▶ [ABOUT THIS TASK]: What lines of the data hold the string "comments"? Copy them all.

[Saved entries]
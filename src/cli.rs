//! Command-line interface definitions.
//!
//! Flags override values from the optional YAML config file. URLs given on
//! the command line (or in `--urls-file`) replace discovery entirely.

use crate::config::Config;
use clap::Parser;
use itertools::Itertools;
use std::path::PathBuf;
use tracing::warn;
use url::Url;

/// Command-line arguments.
///
/// # Examples
///
/// ```sh
/// # Discover articles through GDELT and write numbers.csv
/// article_metrics
///
/// # Scrape specific pages without the browser fallback
/// article_metrics --no-browser-fallback https://example.com/a https://example.com/b
///
/// # Tune pacing and keep the intermediate records
/// article_metrics -c config.yaml --delay 3 --concurrency 4 --articles-json out/articles.json
/// ```
#[derive(Parser, Debug)]
#[command(author, version, about)]
pub struct Cli {
    /// Article URLs to scrape; discovery is skipped when any are given
    pub urls: Vec<String>,

    /// File with one URL per line; blank lines and `#` comments are ignored
    #[arg(long)]
    pub urls_file: Option<PathBuf>,

    /// Optional path to config.yaml file
    #[arg(short, long, env = "ARTICLE_METRICS_CONFIG")]
    pub config: Option<PathBuf>,

    /// Output CSV path
    #[arg(short, long, default_value = "numbers.csv")]
    pub output: PathBuf,

    /// Also write every article record (including errors) as JSON
    #[arg(long)]
    pub articles_json: Option<PathBuf>,

    /// Maximum number of URLs to process
    #[arg(long)]
    pub max_urls: Option<usize>,

    /// Seconds between request starts
    #[arg(long)]
    pub delay: Option<f64>,

    /// Number of URLs processed at once
    #[arg(long)]
    pub concurrency: Option<usize>,

    /// Never fall back to a headless browser for blocked pages
    #[arg(long)]
    pub no_browser_fallback: bool,

    /// Chrome/Chromium binary for the browser fallback
    #[arg(long, env = "CHROME_PATH")]
    pub chrome_path: Option<PathBuf>,

    /// Characters of context around each metric
    #[arg(long)]
    pub window: Option<usize>,

    /// Maximum rows per article
    #[arg(long)]
    pub max_snippets: Option<usize>,

    /// GDELT timespan for discovery (e.g. 1y, 6m, 2w)
    #[arg(long)]
    pub timespan: Option<String>,
}

impl Cli {
    /// Layer command-line values over `config`.
    pub fn apply_overrides(&self, mut config: Config) -> Config {
        if let Some(n) = self.max_urls {
            config.pipeline.max_urls = n;
        }
        if let Some(d) = self.delay {
            config.pipeline.request_delay_secs = d;
        }
        if let Some(c) = self.concurrency {
            config.pipeline.concurrency = c;
        }
        if self.no_browser_fallback {
            config.render.enabled = false;
        }
        if let Some(path) = &self.chrome_path {
            config.render.chrome_path = Some(path.clone());
        }
        if let Some(w) = self.window {
            config.mining.context_window = w;
        }
        if let Some(m) = self.max_snippets {
            config.mining.max_snippets_per_url = m;
        }
        if let Some(t) = &self.timespan {
            config.discovery.timespan = t.clone();
        }
        config
    }
}

/// Parse a URL list: trimmed, comments and blanks dropped, duplicates and
/// non-HTTP(S) entries removed, order kept.
pub fn parse_url_list<'a>(lines: impl IntoIterator<Item = &'a str>) -> Vec<String> {
    lines
        .into_iter()
        .map(str::trim)
        .filter(|l| !l.is_empty() && !l.starts_with('#'))
        .filter(|l| match Url::parse(l) {
            Ok(u) if matches!(u.scheme(), "http" | "https") => true,
            _ => {
                warn!(url = %l, "Skipping invalid URL");
                false
            }
        })
        .unique()
        .map(str::to_string)
        .collect()
}

#[cfg(test)]
mod tests {
    use super::*;

    #[test]
    fn test_cli_defaults() {
        let cli = Cli::parse_from(["article_metrics"]);
        assert!(cli.urls.is_empty());
        assert_eq!(cli.output, PathBuf::from("numbers.csv"));
        assert!(!cli.no_browser_fallback);
        assert_eq!(cli.apply_overrides(Config::default()), Config::default());
    }

    #[test]
    fn test_cli_positional_urls_and_flags() {
        let cli = Cli::parse_from([
            "article_metrics",
            "-o",
            "/tmp/out.csv",
            "--no-browser-fallback",
            "--delay",
            "0.5",
            "--concurrency",
            "4",
            "--window",
            "60",
            "--max-snippets",
            "3",
            "--max-urls",
            "10",
            "--timespan",
            "6m",
            "https://example.com/a",
            "https://example.com/b",
        ]);
        assert_eq!(cli.urls.len(), 2);
        assert_eq!(cli.output, PathBuf::from("/tmp/out.csv"));

        let config = cli.apply_overrides(Config::default());
        assert!(!config.render.enabled);
        assert_eq!(config.pipeline.request_delay_secs, 0.5);
        assert_eq!(config.pipeline.concurrency, 4);
        assert_eq!(config.pipeline.max_urls, 10);
        assert_eq!(config.mining.context_window, 60);
        assert_eq!(config.mining.max_snippets_per_url, 3);
        assert_eq!(config.discovery.timespan, "6m");
    }

    #[test]
    fn test_parse_url_list() {
        let text = "
            # seed list
            https://a.example/1
            https://b.example/2

            ftp://c.example/3
            not a url
            https://a.example/1
        ";
        assert_eq!(
            parse_url_list(text.lines()),
            vec!["https://a.example/1".to_string(), "https://b.example/2".to_string()]
        );
    }
}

▶ [ANSWER SECTION]:
    /// File with one URL per line; blank lines and `#` comments are ignored
/// Parse a URL list: trimmed, comments and blanks dropped, duplicates and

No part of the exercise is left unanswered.